How to complete this task: Please give back, word for word, only the lines starting at the one containing "pub fn find(message: &[u8], tlv_type: u8)" and ending at the one containing "of a datagram." within the material below.

The input:

// Licensed under the Apache License, Version 2.0 or the MIT License.
// SPDX-License-Identifier: Apache-2.0 OR MIT

//! MLE TLV type numbers and the shared get/encode helper
//! (`SPEC_FULL.md` §4.9).
//!
//! Type numbers match the ones `find_challenge` and `form_parent_req` hard-
//! code in `thread_utils.rs`
//! (`examples/tock-tock/capsules/extra/src/net/thread/thread_utils.rs`:
//! Challenge is type `3`); `mle_tlvs.cpp`
//! (`examples/original_source/src/core/thread/mle_tlvs.cpp`) supplies the
//! generic `GetTlv(message, type, max_length)` linear-scan shape this
//! module's [`find`] follows.

use crate::error::{Result, ThreadError};

pub const TYPE_SOURCE_ADDRESS: u8 = 0;
pub const TYPE_MODE: u8 = 1;
pub const TYPE_TIMEOUT: u8 = 2;
pub const TYPE_CHALLENGE: u8 = 3;
pub const TYPE_RESPONSE: u8 = 4;
pub const TYPE_LINK_LAYER_FRAME_COUNTER: u8 = 5;
pub const TYPE_MLE_FRAME_COUNTER: u8 = 7;
pub const TYPE_ROUTE64: u8 = 9;
pub const TYPE_ADDRESS16: u8 = 10;
pub const TYPE_LEADER_DATA: u8 = 11;
pub const TYPE_NETWORK_DATA: u8 = 12;
pub const TYPE_TLV_REQUEST: u8 = 13;
pub const TYPE_SCAN_MASK: u8 = 14;
pub const TYPE_CONNECTIVITY: u8 = 15;
pub const TYPE_VERSION: u8 = 18;

/// Largest single TLV value this crate ever encodes (the Route64 TLV's
/// id-mask-plus-per-router-cost payload is the largest).
pub const MAX_TLV_VALUE_LEN: usize = 64;

/// One decoded `{type, length, value}` record. `value` borrows from the
/// buffer passed to [`find`]/[`parse_all`].
#[derive(Clone, Copy, Debug, Eq, PartialEq)]
pub struct Tlv<'a> {
    pub tlv_type: u8,
    pub value: &'a [u8],
}

impl<'a> Tlv<'a> {
    /// Encodes a single `{type, length, value}` record into `out`, returning
    /// the number of bytes written.
    pub fn encode(tlv_type: u8, value: &[u8], out: &mut [u8]) -> Result<usize> {
        if value.len() > u8::MAX as usize || out.len() < 2 + value.len() {
            return Err(ThreadError::NoBufs);
        }
        out[0] = tlv_type;
        out[1] = value.len() as u8;
        out[2..2 + value.len()].copy_from_slice(value);
        Ok(2 + value.len())
    }
}

/// `Tlv::GetTlv`: a linear scan of a TLV stream for the first entry of
/// `tlv_type`, bounded by `message[..end]`.
pub fn find(message: &[u8], tlv_type: u8) -> Result<Tlv<'_>> {
    let mut offset = 0;
    while offset + 2 <= message.len() {
        let t = message[offset];
        let len = message[offset + 1] as usize;
        let value_end = offset + 2 + len;
        if value_end > message.len() {
            break;
        }
        if t == tlv_type {
            return Ok(Tlv {
                tlv_type: t,
                value: &message[offset + 2..value_end],
            });
        }
        offset = value_end;
    }
    Err(ThreadError::Parse)
}

#[cfg(test)]
mod tests {
    use super::*;

    #[test]
    fn encode_then_find_round_trips() {
        let mut buf = [0u8; 16];
        let mode_len = Tlv::encode(TYPE_MODE, &[0x0f], &mut buf).unwrap();
        let challenge_len = Tlv::encode(TYPE_CHALLENGE, &[1, 2, 3, 4], &mut buf[mode_len..]).unwrap();
        let total = mode_len + challenge_len;

        let mode = find(&buf[..total], TYPE_MODE).unwrap();
        assert_eq!(mode.value, &[0x0f]);
        let challenge = find(&buf[..total], TYPE_CHALLENGE).unwrap();
        assert_eq!(challenge.value, &[1, 2, 3, 4]);
    }

    #[test]
    fn missing_type_is_a_parse_error() {
        let mut buf = [0u8; 8];
        let len = Tlv::encode(TYPE_MODE, &[0x0f], &mut buf).unwrap();
        assert_eq!(find(&buf[..len], TYPE_VERSION), Err(ThreadError::Parse));
    }
}
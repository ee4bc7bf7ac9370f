// Licensed under the Apache License, Version 2.0 or the MIT License.
// SPDX-License-Identifier: Apache-2.0 OR MIT

//! CoAP resource dispatch by URI path (`SPEC_FULL.md` §4.7), grounded on
//! `coap_server.hpp`'s `Resource`/`Server` split
//! (`examples/original_source/include/coap/coap_server.hpp`): a flat list
//! of registered resources, each keyed by a URI path, searched on receipt
//! of a datagram.

use crate::coap::message::{decode_options, reconstruct_uri_path, Header};
use crate::error::{Result, ThreadError};
use crate::net::address::Ipv6Addr;

pub const MAX_RESOURCES: usize = 8;
pub const MAX_URI_PATH_LEN: usize = 32;

/// Thread's well-known CoAP resource URIs (`SPEC_FULL.md` §6).
pub mod uri {
    pub const ADDRESS_QUERY: &[u8] = b"a/aq";
    pub const ADDRESS_NOTIFY: &[u8] = b"a/an";
    pub const ADDRESS_ERROR: &[u8] = b"a/ae";
    pub const ADDRESS_SOLICIT: &[u8] = b"a/as";
    pub const ADDRESS_RELEASE: &[u8] = b"a/ar";
    pub const SERVER_DATA: &[u8] = b"n/sd";
}

/// Implemented by whatever handles one registered resource's requests.
pub trait CoapResourceHandler {
    fn handle(&self, header: &Header, payload: &[u8], src: Ipv6Addr, src_port: u16);
}

struct Resource<'a> {
    uri_path: &'a [u8],
    handler: &'a dyn CoapResourceHandler,
}

/// Dispatches inbound CoAP datagrams to the resource matching their
/// reconstructed URI path.
pub struct CoapServer<'a> {
    resources: heapless::Vec<Resource<'a>, MAX_RESOURCES>,
}

impl<'a> CoapServer<'a> {
    pub const fn new() -> Self {
        Self {
            resources: heapless::Vec::new(),
        }
    }

    pub fn add_resource(&mut self, uri_path: &'a [u8], handler: &'a dyn CoapResourceHandler) -> Result<()> {
        if uri_path.len() > MAX_URI_PATH_LEN {
            return Err(ThreadError::InvalidArgs);
        }
        self.resources
            .push(Resource { uri_path, handler })
            .map_err(|_| ThreadError::NoBufs)
    }

    /// Parses `datagram` as a CoAP message, reconstructs its URI path, and
    /// dispatches to the matching resource. Malformed options or an
    /// unmatched path fail without invoking any handler (§4.7: "Unknown or
    /// malformed options short-circuit dispatch").
    pub fn dispatch(&self, datagram: &[u8], src: Ipv6Addr, src_port: u16) -> Result<()> {
        let (header, consumed) = Header::decode(datagram)?;
        let rest = &datagram[consumed..];
        let options = decode_options(rest)?;
        let path = reconstruct_uri_path(&options)?;

        let payload_marker = rest.iter().position(|&b| b == 0xff);
        let payload = match payload_marker {
            Some(pos) => options_consumed_len(rest, pos),
            None => &[][..],
        };

        match self
            .resources
            .iter()
            .find(|r| r.uri_path == path.as_slice())
        {
            Some(resource) => {
                resource.handler.handle(&header, payload, src, src_port);
                Ok(())
            }
            None => Err(ThreadError::NotReceiving),
        }
    }
}

fn options_consumed_len(rest: &[u8], marker_pos: usize) -> &[u8] {
    &rest[marker_pos + 1..]
}

impl<'a> Default for CoapServer<'a> {
    fn default() -> Self {
        Self::new()
    }
}
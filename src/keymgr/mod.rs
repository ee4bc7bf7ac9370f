// Licensed under the Apache License, Version 2.0 or the MIT License.
// SPDX-License-Identifier: Apache-2.0 OR MIT

//! Master key → per-sequence MLE/MAC key derivation, frame counters, and
//! previous-key-sequence bookkeeping (`SPEC_FULL.md` §3 "Key schedule",
//! §4.8, §10.5).
//!
//! Derivation is `HMAC-SHA-256(master_key, seq_be32 || "Thread")`; bytes
//! `[0..16)` are the MLE key, `[16..32)` the MAC key. Grounded on
//! `key_manager.{hpp,cc}` (`examples/original_source/`) for the sequence
//! rollover semantics; the derivation itself is spelled out directly by
//! `SPEC_FULL.md` §3.

use crate::crypto::hmac_sha256;
use crate::error::{Result, ThreadError};

const DERIVATION_SUFFIX: &[u8] = b"Thread";

/// The 32-byte material derived for one key sequence, split into its MLE
/// and MAC halves.
#[derive(Clone, Copy, Eq, PartialEq)]
pub struct KeySet {
    raw: [u8; 32],
}

impl KeySet {
    pub fn mle_key(&self) -> [u8; 16] {
        let mut k = [0u8; 16];
        k.copy_from_slice(&self.raw[0..16]);
        k
    }

    pub fn mac_key(&self) -> [u8; 16] {
        let mut k = [0u8; 16];
        k.copy_from_slice(&self.raw[16..32]);
        k
    }
}

/// `derive(master, seq)`: a pure function of its inputs (`SPEC_FULL.md` §8).
pub fn derive(master_key: &[u8; 16], sequence: u32) -> KeySet {
    let mut message = heapless::Vec::<u8, 10>::new();
    message.extend_from_slice(&sequence.to_be_bytes()).unwrap();
    message.extend_from_slice(DERIVATION_SUFFIX).unwrap();
    KeySet {
        raw: hmac_sha256(master_key, &message),
    }
}

/// Implemented by whatever owns the neighbor table, so
/// [`KeyManager::set_current_key_sequence`] can propagate the
/// previous-key-valid bit without this module depending on `mle`
/// (`SPEC_FULL.md` §10.5).
pub trait NeighborKeyRollover {
    fn mark_all_previous_key_valid(&mut self, valid: bool);
}

/// Which of the two live sequences a received frame's `key_identifier`
/// selected.
#[derive(Clone, Copy, Debug, Eq, PartialEq)]
pub enum KeySequenceSlot {
    Current,
    Previous,
}

pub struct KeyManager {
    master_key: [u8; 16],
    current_sequence: u32,
    previous_sequence_valid: bool,
    mac_frame_counter: u32,
    mle_frame_counter: u32,
}

impl KeyManager {
    pub fn new(master_key: [u8; 16]) -> Self {
        Self {
            master_key,
            current_sequence: 0,
            previous_sequence_valid: false,
            mac_frame_counter: 0,
            mle_frame_counter: 0,
        }
    }

    pub fn current_sequence(&self) -> u32 {
        self.current_sequence
    }

    pub fn current_keys(&self) -> KeySet {
        derive(&self.master_key, self.current_sequence)
    }

    pub fn previous_keys(&self) -> Option<KeySet> {
        if self.previous_sequence_valid && self.current_sequence > 0 {
            Some(derive(&self.master_key, self.current_sequence - 1))
        } else {
            None
        }
    }

    /// Resolves which live sequence `key_identifier` (taken modulo how the
    /// MAC auxiliary security header encodes it) refers to, for incoming
    /// frame decryption (`SPEC_FULL.md` §4.4: "a key selected by
    /// `key_identifier` (current vs. previous sequence)").
    pub fn resolve_incoming_sequence(&self, key_identifier: u32) -> Result<(KeySequenceSlot, KeySet)> {
        if key_identifier == self.current_sequence {
            return Ok((KeySequenceSlot::Current, self.current_keys()));
        }
        if self.current_sequence > 0 && key_identifier == self.current_sequence - 1 {
            if let Some(keys) = self.previous_keys() {
                return Ok((KeySequenceSlot::Previous, keys));
            }
        }
        Err(ThreadError::Security)
    }

    pub fn mac_frame_counter(&self) -> u32 {
        self.mac_frame_counter
    }

    pub fn mle_frame_counter(&self) -> u32 {
        self.mle_frame_counter
    }

    /// Reserves and returns the next MAC frame counter value for an
    /// outgoing secured frame.
    pub fn next_mac_frame_counter(&mut self) -> u32 {
        let c = self.mac_frame_counter;
        self.mac_frame_counter += 1;
        c
    }

    pub fn next_mle_frame_counter(&mut self) -> u32 {
        let c = self.mle_frame_counter;
        self.mle_frame_counter += 1;
        c
    }

    /// `SetCurrentKeySequence(n)`: advances the sequence, archives the
    /// previous one as valid, resets both frame counters to zero, and marks
    /// every known neighbor's `previous_key` bit so the MAC layer still
    /// accepts a frame from that neighbor under the old sequence during
    /// rollover (`SPEC_FULL.md` §4.8, §10.5).
    pub fn set_current_key_sequence<N: NeighborKeyRollover>(
        &mut self,
        sequence: u32,
        neighbors: &mut N,
    ) {
        self.current_sequence = sequence;
        self.previous_sequence_valid = sequence > 0;
        self.mac_frame_counter = 0;
        self.mle_frame_counter = 0;
        neighbors.mark_all_previous_key_valid(true);
    }

    /// `GetTemporaryMacKey(seq)`: derives a key for an arbitrary sequence
    /// for peer bootstrap, without caching it as current or previous
    /// (`SPEC_FULL.md` §4.8).
    pub fn temporary_mac_key(&self, sequence: u32) -> [u8; 16] {
        derive(&self.master_key, sequence).mac_key()
    }
}

#[cfg(test)]
mod tests {
    use super::*;

    struct FakeNeighbors {
        marked: bool,
    }
    impl NeighborKeyRollover for FakeNeighbors {
        fn mark_all_previous_key_valid(&mut self, valid: bool) {
            self.marked = valid;
        }
    }

    #[test]
    fn derive_is_pure_and_deterministic() {
        let master = [0xabu8; 16];
        assert_eq!(derive(&master, 3).mle_key(), derive(&master, 3).mle_key());
        assert_ne!(derive(&master, 3).mle_key(), derive(&master, 4).mle_key());
    }

    #[test]
    fn mle_and_mac_keys_are_the_two_halves_of_one_derivation() {
        let master = [0x11u8; 16];
        let keys = derive(&master, 0);
        assert_ne!(keys.mle_key(), keys.mac_key());
    }

    #[test]
    fn sequence_rollover_resets_counters_and_marks_neighbors() {
        let mut mgr = KeyManager::new([0x22; 16]);
        mgr.next_mac_frame_counter();
        mgr.next_mac_frame_counter();
        let mut neighbors = FakeNeighbors { marked: false };
        mgr.set_current_key_sequence(1, &mut neighbors);
        assert_eq!(mgr.mac_frame_counter(), 0);
        assert_eq!(mgr.current_sequence(), 1);
        assert!(neighbors.marked);
        assert!(mgr.previous_keys().is_some());
    }

    #[test]
    fn resolve_incoming_accepts_current_and_previous_only() {
        let mut mgr = KeyManager::new([0x33; 16]);
        let mut neighbors = FakeNeighbors { marked: false };
        mgr.set_current_key_sequence(5, &mut neighbors);
        assert_eq!(
            mgr.resolve_incoming_sequence(5).unwrap().0,
            KeySequenceSlot::Current
        );
        assert_eq!(
            mgr.resolve_incoming_sequence(4).unwrap().0,
            KeySequenceSlot::Previous
        );
        assert_eq!(mgr.resolve_incoming_sequence(3), Err(ThreadError::Security));
    }

    #[test]
    fn temporary_mac_key_matches_derive_without_caching_state() {
        let mgr = KeyManager::new([0x44; 16]);
        assert_eq!(mgr.temporary_mac_key(99), derive(&[0x44; 16], 99).mac_key());
        assert_eq!(mgr.current_sequence(), 0);
    }
}
// Licensed under the Apache License, Version 2.0 or the MIT License.
// SPDX-License-Identifier: Apache-2.0 OR MIT

//! CoAP 1.0 (RFC 7252) header and option codec (`SPEC_FULL.md` §4.7).
//! Field names and constants follow `coap_header.hpp`
//! (`examples/original_source/include/coap/`): version mask `0xc0`, type
//! nibble `0x00/0x10/0x20/0x30`, code values `0x01..0x04` and `0x44/0x45`,
//! token length mask `0x0f`, max token length 8.

use crate::error::{Result, ThreadError};

pub const MAX_TOKEN_LEN: usize = 8;
pub const MAX_OPTIONS: usize = 12;
pub const MAX_OPTION_VALUE_LEN: usize = 16;
/// `coap_header.hpp`'s `kMaxHeaderLength`.
pub const MAX_HEADER_LEN: usize = 128;
pub const MAX_URI_PATH_LEN: usize = 32;

pub const OPTION_URI_PATH: u16 = 11;
pub const OPTION_CONTENT_FORMAT: u16 = 12;

#[derive(Clone, Copy, Debug, Eq, PartialEq)]
pub enum CoapType {
    Confirmable,
    NonConfirmable,
    Acknowledgement,
    Reset,
}

impl CoapType {
    fn nibble(self) -> u8 {
        match self {
            CoapType::Confirmable => 0,
            CoapType::NonConfirmable => 1,
            CoapType::Acknowledgement => 2,
            CoapType::Reset => 3,
        }
    }

    fn from_nibble(n: u8) -> Self {
        match n {
            0 => CoapType::Confirmable,
            1 => CoapType::NonConfirmable,
            2 => CoapType::Acknowledgement,
            _ => CoapType::Reset,
        }
    }
}

#[derive(Clone, Copy, Debug, Eq, PartialEq)]
pub enum CoapCode {
    Get,
    Post,
    Put,
    Delete,
    Changed,
    Content,
    Other(u8),
}

impl CoapCode {
    fn as_u8(self) -> u8 {
        match self {
            CoapCode::Get => 0x01,
            CoapCode::Post => 0x02,
            CoapCode::Put => 0x03,
            CoapCode::Delete => 0x04,
            CoapCode::Changed => 0x44,
            CoapCode::Content => 0x45,
            CoapCode::Other(v) => v,
        }
    }

    fn from_u8(v: u8) -> Self {
        match v {
            0x01 => CoapCode::Get,
            0x02 => CoapCode::Post,
            0x03 => CoapCode::Put,
            0x04 => CoapCode::Delete,
            0x44 => CoapCode::Changed,
            0x45 => CoapCode::Content,
            other => CoapCode::Other(other),
        }
    }
}

#[derive(Clone, Copy, Debug, Eq, PartialEq)]
pub struct CoapOption {
    pub number: u16,
    len: u8,
    value: [u8; MAX_OPTION_VALUE_LEN],
}

impl CoapOption {
    pub fn new(number: u16, bytes: &[u8]) -> Result<Self> {
        if bytes.len() > MAX_OPTION_VALUE_LEN {
            return Err(ThreadError::NoBufs);
        }
        let mut value = [0u8; MAX_OPTION_VALUE_LEN];
        value[..bytes.len()].copy_from_slice(bytes);
        Ok(Self {
            number,
            len: bytes.len() as u8,
            value,
        })
    }

    pub fn value(&self) -> &[u8] {
        &self.value[..self.len as usize]
    }
}

#[derive(Clone, Copy, Debug, Eq, PartialEq)]
pub struct Header {
    pub version: u8,
    pub msg_type: CoapType,
    pub code: CoapCode,
    pub message_id: u16,
    token_len: u8,
    token: [u8; MAX_TOKEN_LEN],
}

impl Header {
    pub fn new(msg_type: CoapType, code: CoapCode, message_id: u16) -> Self {
        Self {
            version: 1,
            msg_type,
            code,
            message_id,
            token_len: 0,
            token: [0u8; MAX_TOKEN_LEN],
        }
    }

    pub fn set_token(&mut self, token: &[u8]) -> Result<()> {
        if token.len() > MAX_TOKEN_LEN {
            return Err(ThreadError::InvalidArgs);
        }
        self.token[..token.len()].copy_from_slice(token);
        self.token_len = token.len() as u8;
        Ok(())
    }

    pub fn token(&self) -> &[u8] {
        &self.token[..self.token_len as usize]
    }

    /// Encodes the 4-byte fixed header plus token into `out`, returning the
    /// number of bytes written.
    pub fn encode(&self, out: &mut [u8]) -> Result<usize> {
        if out.len() < 4 + self.token_len as usize {
            return Err(ThreadError::NoBufs);
        }
        out[0] = (self.version << 6) | (self.msg_type.nibble() << 4) | self.token_len;
        out[1] = self.code.as_u8();
        out[2..4].copy_from_slice(&self.message_id.to_be_bytes());
        out[4..4 + self.token_len as usize].copy_from_slice(self.token());
        Ok(4 + self.token_len as usize)
    }

    /// Parses the fixed header and token, returning the header and the
    /// number of bytes consumed (where the option stream begins).
    pub fn decode(buf: &[u8]) -> Result<(Self, usize)> {
        if buf.len() < 4 {
            return Err(ThreadError::Parse);
        }
        let version = buf[0] >> 6;
        if version != 1 {
            return Err(ThreadError::Parse);
        }
        let msg_type = CoapType::from_nibble((buf[0] >> 4) & 0x3);
        let token_len = buf[0] & 0x0f;
        if token_len as usize > MAX_TOKEN_LEN || buf.len() < 4 + token_len as usize {
            return Err(ThreadError::Parse);
        }
        let code = CoapCode::from_u8(buf[1]);
        let message_id = u16::from_be_bytes([buf[2], buf[3]]);
        let mut token = [0u8; MAX_TOKEN_LEN];
        token[..token_len as usize].copy_from_slice(&buf[4..4 + token_len as usize]);
        Ok((
            Self {
                version,
                msg_type,
                code,
                message_id,
                token_len,
                token,
            },
            4 + token_len as usize,
        ))
    }
}

fn encode_delta_or_length(value: u16, out: &mut heapless::Vec<u8, MAX_HEADER_LEN>) -> Result<u8> {
    if value < 13 {
        Ok(value as u8)
    } else if value < 269 {
        out.push((value - 13) as u8).map_err(|_| ThreadError::NoBufs)?;
        Ok(13)
    } else {
        let ext = value - 269;
        out.extend_from_slice(&ext.to_be_bytes())
            .map_err(|_| ThreadError::NoBufs)?;
        Ok(14)
    }
}

/// Encodes `options` (must already be sorted ascending by `number`, as CoAP
/// requires) as a delta-coded option stream, appended to `out`.
/// `SPEC_FULL.md` §4.7: "Options are delta-coded, length-coded (13/14
/// extensions), and must appear in numeric order."
pub fn encode_options(options: &[CoapOption], out: &mut heapless::Vec<u8, MAX_HEADER_LEN>) -> Result<()> {
    let mut prev_number = 0u16;
    for opt in options {
        if opt.number < prev_number {
            return Err(ThreadError::InvalidArgs);
        }
        let delta = opt.number - prev_number;
        prev_number = opt.number;

        let mut ext = heapless::Vec::<u8, MAX_HEADER_LEN>::new();
        let delta_nibble = encode_delta_or_length(delta, &mut ext)?;
        let length_nibble = encode_delta_or_length(opt.value().len() as u16, &mut ext)?;
        out.push((delta_nibble << 4) | length_nibble)
            .map_err(|_| ThreadError::NoBufs)?;
        out.extend_from_slice(&ext).map_err(|_| ThreadError::NoBufs)?;
        out.extend_from_slice(opt.value())
            .map_err(|_| ThreadError::NoBufs)?;
    }
    Ok(())
}

fn decode_ext(buf: &[u8], offset: &mut usize, nibble: u8) -> Result<u16> {
    match nibble {
        0..=12 => Ok(nibble as u16),
        13 => {
            if *offset >= buf.len() {
                return Err(ThreadError::Parse);
            }
            let v = 13 + buf[*offset] as u16;
            *offset += 1;
            Ok(v)
        }
        14 => {
            if *offset + 2 > buf.len() {
                return Err(ThreadError::Parse);
            }
            let v = 269 + u16::from_be_bytes([buf[*offset], buf[*offset + 1]]);
            *offset += 2;
            Ok(v)
        }
        _ => Err(ThreadError::Parse),
    }
}

/// Decodes the delta-coded option stream starting at `buf[0]` up to (not
/// including) the `0xff` payload marker or end of buffer. Malformed or
/// out-of-order option encodings are rejected (§4.7: "Unknown or malformed
/// options short-circuit dispatch").
pub fn decode_options(buf: &[u8]) -> Result<heapless::Vec<CoapOption, MAX_OPTIONS>> {
    let mut options = heapless::Vec::new();
    let mut offset = 0;
    let mut number = 0u16;
    while offset < buf.len() {
        if buf[offset] == 0xff {
            break;
        }
        let byte = buf[offset];
        offset += 1;
        let delta_nibble = byte >> 4;
        let length_nibble = byte & 0x0f;
        let delta = decode_ext(buf, &mut offset, delta_nibble)?;
        let len = decode_ext(buf, &mut offset, length_nibble)? as usize;
        if offset + len > buf.len() {
            return Err(ThreadError::Parse);
        }
        number += delta;
        let opt = CoapOption::new(number, &buf[offset..offset + len])?;
        offset += len;
        options.push(opt).map_err(|_| ThreadError::Parse)?;
    }
    Ok(options)
}

/// Reconstructs a slash-joined URI path from the (already in-order)
/// Uri-Path options, capped at `MAX_URI_PATH_LEN`.
pub fn reconstruct_uri_path(options: &[CoapOption]) -> Result<heapless::Vec<u8, MAX_URI_PATH_LEN>> {
    let mut path = heapless::Vec::new();
    let mut first = true;
    for opt in options.iter().filter(|o| o.number == OPTION_URI_PATH) {
        if !first {
            path.push(b'/').map_err(|_| ThreadError::NoBufs)?;
        }
        first = false;
        path.extend_from_slice(opt.value()).map_err(|_| ThreadError::NoBufs)?;
    }
    Ok(path)
}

The answer:
pub fn find(message: &[u8], tlv_type: u8) -> Result<Tlv<'_>> {
    let mut offset = 0;
    while offset + 2 <= message.len() {
        let t = message[offset];
        let len = message[offset + 1] as usize;
        let value_end = offset + 2 + len;
        if value_end > message.len() {
            break;
        }
        if t == tlv_type {
            return Ok(Tlv {
                tlv_type: t,
                value: &message[offset + 2..value_end],
            });
        }
        offset = value_end;
    }
    Err(ThreadError::Parse)
}

#[cfg(test)]
mod tests {
    use super::*;

    #[test]
    fn encode_then_find_round_trips() {
        let mut buf = [0u8; 16];
        let mode_len = Tlv::encode(TYPE_MODE, &[0x0f], &mut buf).unwrap();
        let challenge_len = Tlv::encode(TYPE_CHALLENGE, &[1, 2, 3, 4], &mut buf[mode_len..]).unwrap();
        let total = mode_len + challenge_len;

        let mode = find(&buf[..total], TYPE_MODE).unwrap();
        assert_eq!(mode.value, &[0x0f]);
        let challenge = find(&buf[..total], TYPE_CHALLENGE).unwrap();
        assert_eq!(challenge.value, &[1, 2, 3, 4]);
    }

    #[test]
    fn missing_type_is_a_parse_error() {
        let mut buf = [0u8; 8];
        let len = Tlv::encode(TYPE_MODE, &[0x0f], &mut buf).unwrap();
        assert_eq!(find(&buf[..len], TYPE_VERSION), Err(ThreadError::Parse));
    }
}
repository ee4bc7bf7ac9370f
// Licensed under the Apache License, Version 2.0 or the MIT License.
// SPDX-License-Identifier: Apache-2.0 OR MIT

//! CoAP resource dispatch by URI path (`SPEC_FULL.md` §4.7), grounded on
//! `coap_server.hpp`'s `Resource`/`Server` split
//! (`examples/original_source/include/coap/coap_server.hpp`): a flat list
//! of registered resources, each keyed by a URI path, searched on receipt
//! of a datagram.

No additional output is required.